• _YOUR GOAL_: The lines to repeat are those below from the one containing "self.local_max_entries = max;" down to the one containing "keys::cache_key(&self.key_prefix, key)", both included; reproduce them exactly and nothing else.

• _DATA FOR REVIEW_:
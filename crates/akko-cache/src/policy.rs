//! Namespace and TTL policy table.
//!
//! One row per logical cache name. Tier managers consult the table when they
//! provision a tier; caches never look at it per operation.

use std::collections::BTreeMap;
use std::time::Duration;

use crate::keys::{self, names, ttl};

/// Provisioning policy for one logical cache.
#[derive(Debug, Clone, PartialEq, Eq)]
pub struct CachePolicy {
    /// Logical cache name.
    pub name: String,
    /// Prefix of every key this cache writes to the distributed tier.
    pub key_prefix: String,
    /// Maximum number of entries held by the local tier.
    pub local_max_entries: u64,
    /// Local tier time-to-live after write.
    pub local_ttl: Duration,
    /// Distributed tier time-to-live after write.
    pub distributed_ttl: Duration,
    /// Whether the local tier may hold explicitly cached absences.
    /// The distributed tier never stores absences.
    pub cache_null_values: bool,
    /// Lifetime of a cached absence in the local tier (capped by `local_ttl`).
    pub null_ttl: Duration,
}

impl CachePolicy {
    /// Policy for `name` with the default limits and the given global prefix.
    pub fn new(name: impl Into<String>, global_prefix: &str) -> Self {
        let name = name.into();
        Self {
            key_prefix: keys::namespace(global_prefix, &name),
            name,
            local_max_entries: 1000,
            local_ttl: Duration::from_secs(ttl::SHORT_SECS),
            distributed_ttl: Duration::from_secs(ttl::DEFAULT_SECS),
            cache_null_values: true,
            null_ttl: Duration::from_secs(ttl::NULL_SECS),
        }
    }

    pub fn with_key_prefix(mut self, prefix: impl Into<String>) -> Self {
        self.key_prefix = prefix.into();
        self
    }

    pub fn with_local_max_entries(mut self, max: u64) -> Self {
        self.local_max_entries = max;
        self
    }

    pub fn with_local_ttl(mut self, ttl: Duration) -> Self {
        self.local_ttl = ttl;
        self
    }

    pub fn with_distributed_ttl(mut self, ttl: Duration) -> Self {
        self.distributed_ttl = ttl;
        self
    }

    pub fn with_null_values(mut self, enabled: bool) -> Self {
        self.cache_null_values = enabled;
        self
    }

    pub fn with_null_ttl(mut self, ttl: Duration) -> Self {
        self.null_ttl = ttl;
        self
    }

    /// Effective lifetime of a cached absence in the local tier.
    pub fn effective_null_ttl(&self) -> Duration {
        self.null_ttl.min(self.local_ttl)
    }

    /// Full distributed-tier key for a caller key.
    pub fn distributed_key(&self, key: &str) -> String {
        keys::cache_key(&self.key_prefix, key)
    }

    /// True when every key of `other` also lives under this policy's prefix,
    /// so clearing this cache would clear `other` too.
    pub fn namespace_contains(&self, other: &CachePolicy) -> bool {
        other.key_prefix == self.key_prefix
            || other
                .key_prefix
                .strip_prefix(self.key_prefix.as_str())
                .is_some_and(|rest| rest.starts_with(keys::KEY_SEPARATOR))
    }

    pub fn validate(&self) -> Result<(), String> {
        keys::validate_cache_name(&self.name)?;
        if self.key_prefix.is_empty() {
            return Err(format!("cache '{}': key_prefix must not be empty", self.name));
        }
        if self.local_max_entries == 0 {
            return Err(format!(
                "cache '{}': local_max_entries must be > 0",
                self.name
            ));
        }
        if self.local_ttl.is_zero() || self.distributed_ttl.is_zero() {
            return Err(format!("cache '{}': ttls must be > 0", self.name));
        }
        if self.distributed_ttl < self.local_ttl {
            return Err(format!(
                "cache '{}': distributed_ttl must be >= local_ttl",
                self.name
            ));
        }
        Ok(())
    }
}

/// Static table of cache policies keyed by cache name.
#[derive(Debug, Clone)]
pub struct PolicyTable {
    global_prefix: String,
    null_ttl: Duration,
    policies: BTreeMap<String, CachePolicy>,
}

impl PolicyTable {
    /// Empty table; every name resolves to the default policy.
    pub fn new(global_prefix: impl Into<String>) -> Self {
        Self {
            global_prefix: global_prefix.into(),
            null_ttl: Duration::from_secs(ttl::NULL_SECS),
            policies: BTreeMap::new(),
        }
    }

    /// The reference table for the platform caches.
    pub fn standard(global_prefix: impl Into<String>) -> Self {
        let table = Self::new(global_prefix);
        let prefix = table.global_prefix.clone();
        let long = Duration::from_secs(ttl::LONG_SECS);

        table
            .with_policy(CachePolicy::new(names::USER, &prefix))
            .with_policy(
                CachePolicy::new(names::ROLE, &prefix)
                    .with_local_max_entries(500)
                    .with_distributed_ttl(long),
            )
            .with_policy(CachePolicy::new(names::PERMISSION, &prefix).with_distributed_ttl(long))
            .with_policy(
                CachePolicy::new(names::MENU, &prefix)
                    .with_local_max_entries(200)
                    .with_distributed_ttl(long),
            )
            .with_policy(CachePolicy::new(names::DICTIONARY, &prefix).with_distributed_ttl(long))
            .with_policy(
                CachePolicy::new(names::CONFIG, &prefix)
                    .with_local_max_entries(200)
                    .with_local_ttl(Duration::from_secs(60))
                    .with_distributed_ttl(Duration::from_secs(ttl::SHORT_SECS))
                    .with_null_values(false),
            )
    }

    /// Set the lifetime of cached absences for every row, present and future.
    pub fn with_null_ttl(mut self, null_ttl: Duration) -> Self {
        self.null_ttl = null_ttl;
        for policy in self.policies.values_mut() {
            policy.null_ttl = null_ttl;
        }
        self
    }

    /// Insert or replace a row.
    pub fn with_policy(mut self, mut policy: CachePolicy) -> Self {
        policy.null_ttl = self.null_ttl;
        self.policies.insert(policy.name.clone(), policy);
        self
    }

    pub fn global_prefix(&self) -> &str {
        &self.global_prefix
    }

    /// Explicit row for `name`, if the table has one.
    pub fn get(&self, name: &str) -> Option<&CachePolicy> {
        self.policies.get(name)
    }

    /// Row for `name`, or the default policy for unknown names.
    pub fn policy_for(&self, name: &str) -> CachePolicy {
        self.policies.get(name).cloned().unwrap_or_else(|| {
            CachePolicy::new(name, &self.global_prefix).with_null_ttl(self.null_ttl)
        })
    }

    pub fn names(&self) -> impl Iterator<Item = &str> {
        self.policies.keys().map(String::as_str)
    }

    pub fn policies(&self) -> impl Iterator<Item = &CachePolicy> {
        self.policies.values()
    }

    pub fn validate(&self) -> Result<(), String> {
        if self.global_prefix.is_empty() {
            return Err("cache key prefix must not be empty".into());
        }
        self.policies.values().try_for_each(CachePolicy::validate)?;

        for outer in self.policies.values() {
            if let Some(inner) = self
                .policies
                .values()
                .find(|inner| inner.name != outer.name && outer.namespace_contains(inner))
            {
                return Err(format!(
                    "cache '{}': key_prefix '{}' overlaps cache '{}' ('{}')",
                    inner.name, inner.key_prefix, outer.name, outer.key_prefix
                ));
            }
        }
        Ok(())
    }
}

impl Default for PolicyTable {
    fn default() -> Self {
        Self::standard(keys::DEFAULT_KEY_PREFIX)
    }
}
//! Unbounded in-memory tier with call counting and failure injection.
//!
//! Stands in for the distributed tier in tests and single-node experiments:
//! it never caches absences and can be switched into a failing state in which
//! every operation returns [`TierError::Unavailable`].

use std::sync::Arc;
use std::sync::atomic::{AtomicBool, AtomicU64, Ordering};

use async_trait::async_trait;
use dashmap::DashMap;
use serde_json::Value;

use super::{CacheTier, DynCacheTier, TierManager};
use crate::entry::CacheEntry;
use crate::error::{ProvisionError, TierError, TierKind};

/// Snapshot of per-operation call counts.
#[derive(Debug, Clone, Copy, Default, PartialEq, Eq)]
pub struct TierCalls {
    pub gets: u64,
    pub puts: u64,
    pub evicts: u64,
    pub clears: u64,
}

impl TierCalls {
    pub fn total(&self) -> u64 {
        self.gets + self.puts + self.evicts + self.clears
    }
}

#[derive(Default)]
struct Counters {
    gets: AtomicU64,
    puts: AtomicU64,
    evicts: AtomicU64,
    clears: AtomicU64,
}

/// In-memory tier for one cache name.
pub struct MemoryTier {
    name: String,
    kind: TierKind,
    entries: DashMap<String, Arc<Value>>,
    failing: AtomicBool,
    counters: Counters,
}

impl MemoryTier {
    /// New tier acting as the distributed side of `name`.
    pub fn new(name: impl Into<String>) -> Self {
        Self::with_kind(name, TierKind::Distributed)
    }

    pub fn with_kind(name: impl Into<String>, kind: TierKind) -> Self {
        Self {
            name: name.into(),
            kind,
            entries: DashMap::new(),
            failing: AtomicBool::new(false),
            counters: Counters::default(),
        }
    }

    /// Make every subsequent operation fail (or succeed again).
    pub fn set_failing(&self, failing: bool) {
        self.failing.store(failing, Ordering::SeqCst);
    }

    pub fn calls(&self) -> TierCalls {
        TierCalls {
            gets: self.counters.gets.load(Ordering::SeqCst),
            puts: self.counters.puts.load(Ordering::SeqCst),
            evicts: self.counters.evicts.load(Ordering::SeqCst),
            clears: self.counters.clears.load(Ordering::SeqCst),
        }
    }

    /// Direct read, bypassing counters and failure injection.
    pub fn peek(&self, key: &str) -> Option<Arc<Value>> {
        self.entries.get(key).map(|entry| Arc::clone(entry.value()))
    }

    /// Direct write, bypassing counters and failure injection.
    pub fn seed(&self, key: impl Into<String>, value: Value) {
        self.entries.insert(key.into(), Arc::new(value));
    }

    pub fn len(&self) -> usize {
        self.entries.len()
    }

    pub fn is_empty(&self) -> bool {
        self.entries.is_empty()
    }

    fn check(&self, counter: &AtomicU64) -> Result<(), TierError> {
        counter.fetch_add(1, Ordering::SeqCst);
        if self.failing.load(Ordering::SeqCst) {
            return Err(TierError::unavailable(format!(
                "memory tier '{}' is failing",
                self.name
            )));
        }
        Ok(())
    }
}

#[async_trait]
impl CacheTier for MemoryTier {
    fn name(&self) -> &str {
        &self.name
    }

    fn kind(&self) -> TierKind {
        self.kind
    }

    async fn get(&self, key: &str) -> Result<CacheEntry, TierError> {
        self.check(&self.counters.gets)?;
        Ok(match self.peek(key) {
            Some(value) => CacheEntry::Value(value),
            None => CacheEntry::Miss,
        })
    }

    async fn put(&self, key: &str, value: Option<Arc<Value>>) -> Result<(), TierError> {
        self.check(&self.counters.puts)?;
        if let Some(value) = value {
            self.entries.insert(key.to_owned(), value);
        }
        Ok(())
    }

    async fn evict(&self, key: &str) -> Result<(), TierError> {
        self.check(&self.counters.evicts)?;
        self.entries.remove(key);
        Ok(())
    }

    async fn clear(&self) -> Result<(), TierError> {
        self.check(&self.counters.clears)?;
        self.entries.clear();
        Ok(())
    }
}

/// Hands out one [`MemoryTier`] per name; provisioning can be made to fail.
pub struct MemoryTierManager {
    kind: TierKind,
    tiers: DashMap<String, Arc<MemoryTier>>,
    unavailable: AtomicBool,
    provisions: AtomicU64,
}

impl MemoryTierManager {
    pub fn new(kind: TierKind) -> Self {
        Self {
            kind,
            tiers: DashMap::new(),
            unavailable: AtomicBool::new(false),
            provisions: AtomicU64::new(0),
        }
    }

    /// Tier for `name`, created on first use. Usable before the cache exists,
    /// e.g. to seed entries.
    pub fn tier(&self, name: &str) -> Arc<MemoryTier> {
        let entry = self
            .tiers
            .entry(name.to_owned())
            .or_insert_with(|| Arc::new(MemoryTier::with_kind(name, self.kind)));
        Arc::clone(entry.value())
    }

    /// Refuse (or allow again) every `get_tier` call.
    pub fn set_unavailable(&self, unavailable: bool) {
        self.unavailable.store(unavailable, Ordering::SeqCst);
    }

    /// Number of `get_tier` calls served so far, failed ones included.
    pub fn provisions(&self) -> u64 {
        self.provisions.load(Ordering::SeqCst)
    }
}

#[async_trait]
impl TierManager for MemoryTierManager {
    fn kind(&self) -> TierKind {
        self.kind
    }

    async fn get_tier(&self, name: &str) -> Result<DynCacheTier, ProvisionError> {
        self.provisions.fetch_add(1, Ordering::SeqCst);
        // Give concurrent provisioners a chance to interleave.
        tokio::task::yield_now().await;

        if self.unavailable.load(Ordering::SeqCst) {
            return Err(ProvisionError::new(self.kind, name, "backing store unavailable"));
        }
        let tier: DynCacheTier = self.tier(name);
        Ok(tier)
    }
}

#[cfg(test)]
mod tests {
    use super::*;
    use serde_json::json;

    #[tokio::test]
    async fn test_counts_and_failures() {
        let tier = MemoryTier::new("role");
        tier.put("tree:0", Some(Arc::new(json!("x")))).await.unwrap();
        assert_eq!(tier.get("tree:0").await.unwrap(), CacheEntry::value(json!("x")));

        tier.set_failing(true);
        assert!(tier.get("tree:0").await.is_err());
        assert!(tier.evict("tree:0").await.is_err());

        let calls = tier.calls();
        assert_eq!(calls.gets, 2);
        assert_eq!(calls.puts, 1);
        assert_eq!(calls.evicts, 1);
        assert_eq!(calls.total(), 4);

        // Failing evict left the entry in place
        assert!(tier.peek("tree:0").is_some());
    }

    #[tokio::test]
    async fn test_absences_are_not_stored() {
        let tier = MemoryTier::new("user");
        tier.put("detail:404", None).await.unwrap();
        assert!(tier.is_empty());
        assert_eq!(tier.get("detail:404").await.unwrap(), CacheEntry::Miss);
    }

    #[tokio::test]
    async fn test_manager_provisioning() {
        let manager = MemoryTierManager::new(TierKind::Distributed);
        manager.tier("user").seed("detail:1", json!(1));

        let tier = manager.get_tier("user").await.unwrap();
        assert!(tier.get("detail:1").await.unwrap().is_hit());

        manager.set_unavailable(true);
        let err = manager.get_tier("menu").await.err().unwrap();
        assert_eq!(err.tier, TierKind::Distributed);
        assert_eq!(manager.provisions(), 2);
    }
}
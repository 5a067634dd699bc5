//! Error types for the cache subsystem.
//!
//! Three layers of errors exist:
//! - [`TierError`]: a single tier failed to serve an operation.
//! - [`ProvisionError`]: a tier manager could not produce a tier for a name.
//! - [`CacheError`]: what callers of [`Cache`](crate::Cache) and
//!   [`CacheManager`](crate::CacheManager) actually see.
//!
//! Read paths never surface [`TierError`]; they degrade to a miss and log.

use std::fmt;
use std::time::Duration;

/// Which tier of a cache an operation touched.
#[derive(Debug, Clone, Copy, PartialEq, Eq, Hash)]
pub enum TierKind {
    /// In-process tier private to this instance.
    Local,
    /// Shared, networked tier.
    Distributed,
}

impl TierKind {
    /// Stable label used in logs and metrics.
    pub fn as_str(&self) -> &'static str {
        match self {
            Self::Local => "local",
            Self::Distributed => "distributed",
        }
    }
}

impl fmt::Display for TierKind {
    fn fmt(&self, f: &mut fmt::Formatter<'_>) -> fmt::Result {
        f.write_str(self.as_str())
    }
}

/// Cache operation, for error reporting and metric labels.
#[derive(Debug, Clone, Copy, PartialEq, Eq, Hash)]
pub enum CacheOperation {
    Get,
    Put,
    Evict,
    Clear,
}

impl CacheOperation {
    pub fn as_str(&self) -> &'static str {
        match self {
            Self::Get => "get",
            Self::Put => "put",
            Self::Evict => "evict",
            Self::Clear => "clear",
        }
    }
}

impl fmt::Display for CacheOperation {
    fn fmt(&self, f: &mut fmt::Formatter<'_>) -> fmt::Result {
        f.write_str(self.as_str())
    }
}

/// Errors raised by an individual tier provider.
#[derive(Debug, thiserror::Error)]
pub enum TierError {
    /// The backing store could not be reached (pool exhausted, connection refused).
    #[error("tier unavailable: {message}")]
    Unavailable { message: String },

    /// The backing store rejected or failed a command.
    #[error("tier command failed: {message}")]
    Command { message: String },

    /// Stored data could not be encoded or decoded.
    #[error("tier serialization failed: {message}")]
    Serialization { message: String },

    /// The operation did not complete within the tier's timeout.
    #[error("tier operation timed out after {0:?}")]
    Timeout(Duration),
}

impl TierError {
    #[must_use]
    pub fn unavailable(message: impl Into<String>) -> Self {
        Self::Unavailable {
            message: message.into(),
        }
    }

    #[must_use]
    pub fn command(message: impl Into<String>) -> Self {
        Self::Command {
            message: message.into(),
        }
    }

    #[must_use]
    pub fn serialization(message: impl Into<String>) -> Self {
        Self::Serialization {
            message: message.into(),
        }
    }

    /// Returns `true` for failures caused by bad payloads rather than connectivity.
    #[must_use]
    pub fn is_serialization(&self) -> bool {
        matches!(self, Self::Serialization { .. })
    }
}

impl From<redis::RedisError> for TierError {
    fn from(err: redis::RedisError) -> Self {
        if err.is_io_error() || err.is_connection_dropped() || err.is_connection_refusal() {
            Self::unavailable(err.to_string())
        } else {
            Self::command(err.to_string())
        }
    }
}

impl From<deadpool_redis::PoolError> for TierError {
    fn from(err: deadpool_redis::PoolError) -> Self {
        Self::unavailable(err.to_string())
    }
}

/// A tier manager could not provide a tier for a cache name.
#[derive(Debug, thiserror::Error)]
#[error("{tier} tier cannot provision cache '{name}': {reason}")]
pub struct ProvisionError {
    pub tier: TierKind,
    pub name: String,
    pub reason: String,
}

impl ProvisionError {
    #[must_use]
    pub fn new(tier: TierKind, name: impl Into<String>, reason: impl Into<String>) -> Self {
        Self {
            tier,
            name: name.into(),
            reason: reason.into(),
        }
    }
}

/// Errors surfaced to callers of the cache.
#[derive(Debug, thiserror::Error)]
pub enum CacheError {
    /// A write (put/evict/clear) did not reach a tier. Mutations already applied
    /// to tiers written earlier in the sequence are not rolled back.
    #[error("cache '{cache}': {operation} failed on {tier} tier: {source}")]
    TierWrite {
        cache: String,
        operation: CacheOperation,
        tier: TierKind,
        #[source]
        source: TierError,
    },

    /// The name cannot be used as a cache name.
    #[error("invalid cache name '{name}': {reason}")]
    InvalidName { name: String, reason: String },

    /// No tier could be provisioned for a cache name.
    #[error("no tier could be provisioned for cache '{name}': {reasons}")]
    Provisioning { name: String, reasons: String },

    /// A typed value could not be converted to the cache value model.
    #[error("cache '{cache}' key '{key}': value serialization failed: {source}")]
    Serialization {
        cache: String,
        key: String,
        #[source]
        source: serde_json::Error,
    },

    /// The distributed tier could not be set up at bootstrap.
    #[error("distributed tier setup failed: {message}")]
    Connection { message: String },
}

impl CacheError {
    /// Returns `true` if this is a write that failed to reach a tier.
    #[must_use]
    pub fn is_tier_write(&self) -> bool {
        matches!(self, Self::TierWrite { .. })
    }

    /// The tier a failed write was aimed at, if any.
    #[must_use]
    pub fn tier(&self) -> Option<TierKind> {
        match self {
            Self::TierWrite { tier, .. } => Some(*tier),
            _ => None,
        }
    }
}
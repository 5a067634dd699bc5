//! Cache metrics, reported through the `metrics` facade.
//!
//! No recorder is installed here; without one every call is a no-op.

use metrics::counter;

use crate::error::{CacheOperation, TierKind};

/// Metric names as constants for consistency.
pub mod names {
    pub const CACHE_HITS_TOTAL: &str = "cache_hits_total";
    pub const CACHE_MISSES_TOTAL: &str = "cache_misses_total";
    pub const CACHE_TIER_ERRORS_TOTAL: &str = "cache_tier_errors_total";
    pub const CACHE_LOADS_TOTAL: &str = "cache_loads_total";
}

/// Record a cache hit served by `tier`.
pub fn record_cache_hit(cache: &str, tier: TierKind) {
    counter!(names::CACHE_HITS_TOTAL, "cache" => cache.to_string(), "tier" => tier.as_str())
        .increment(1);
}

/// Record a miss in every tier.
pub fn record_cache_miss(cache: &str) {
    counter!(names::CACHE_MISSES_TOTAL, "cache" => cache.to_string()).increment(1);
}

/// Record a failed tier operation.
pub fn record_tier_error(cache: &str, tier: TierKind, operation: CacheOperation) {
    counter!(
        names::CACHE_TIER_ERRORS_TOTAL,
        "cache" => cache.to_string(),
        "tier" => tier.as_str(),
        "operation" => operation.as_str()
    )
    .increment(1);
}

/// Record a loader invocation after a combined miss.
pub fn record_cache_load(cache: &str) {
    counter!(names::CACHE_LOADS_TOTAL, "cache" => cache.to_string()).increment(1);
}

• _RESULT_:
        self.local_max_entries = max;
        self
    }

    pub fn with_local_ttl(mut self, ttl: Duration) -> Self {
        self.local_ttl = ttl;
        self
    }

    pub fn with_distributed_ttl(mut self, ttl: Duration) -> Self {
        self.distributed_ttl = ttl;
        self
    }

    pub fn with_null_values(mut self, enabled: bool) -> Self {
        self.cache_null_values = enabled;
        self
    }

    pub fn with_null_ttl(mut self, ttl: Duration) -> Self {
        self.null_ttl = ttl;
        self
    }

    /// Effective lifetime of a cached absence in the local tier.
    pub fn effective_null_ttl(&self) -> Duration {
        self.null_ttl.min(self.local_ttl)
    }

    /// Full distributed-tier key for a caller key.
    pub fn distributed_key(&self, key: &str) -> String {
        keys::cache_key(&self.key_prefix, key)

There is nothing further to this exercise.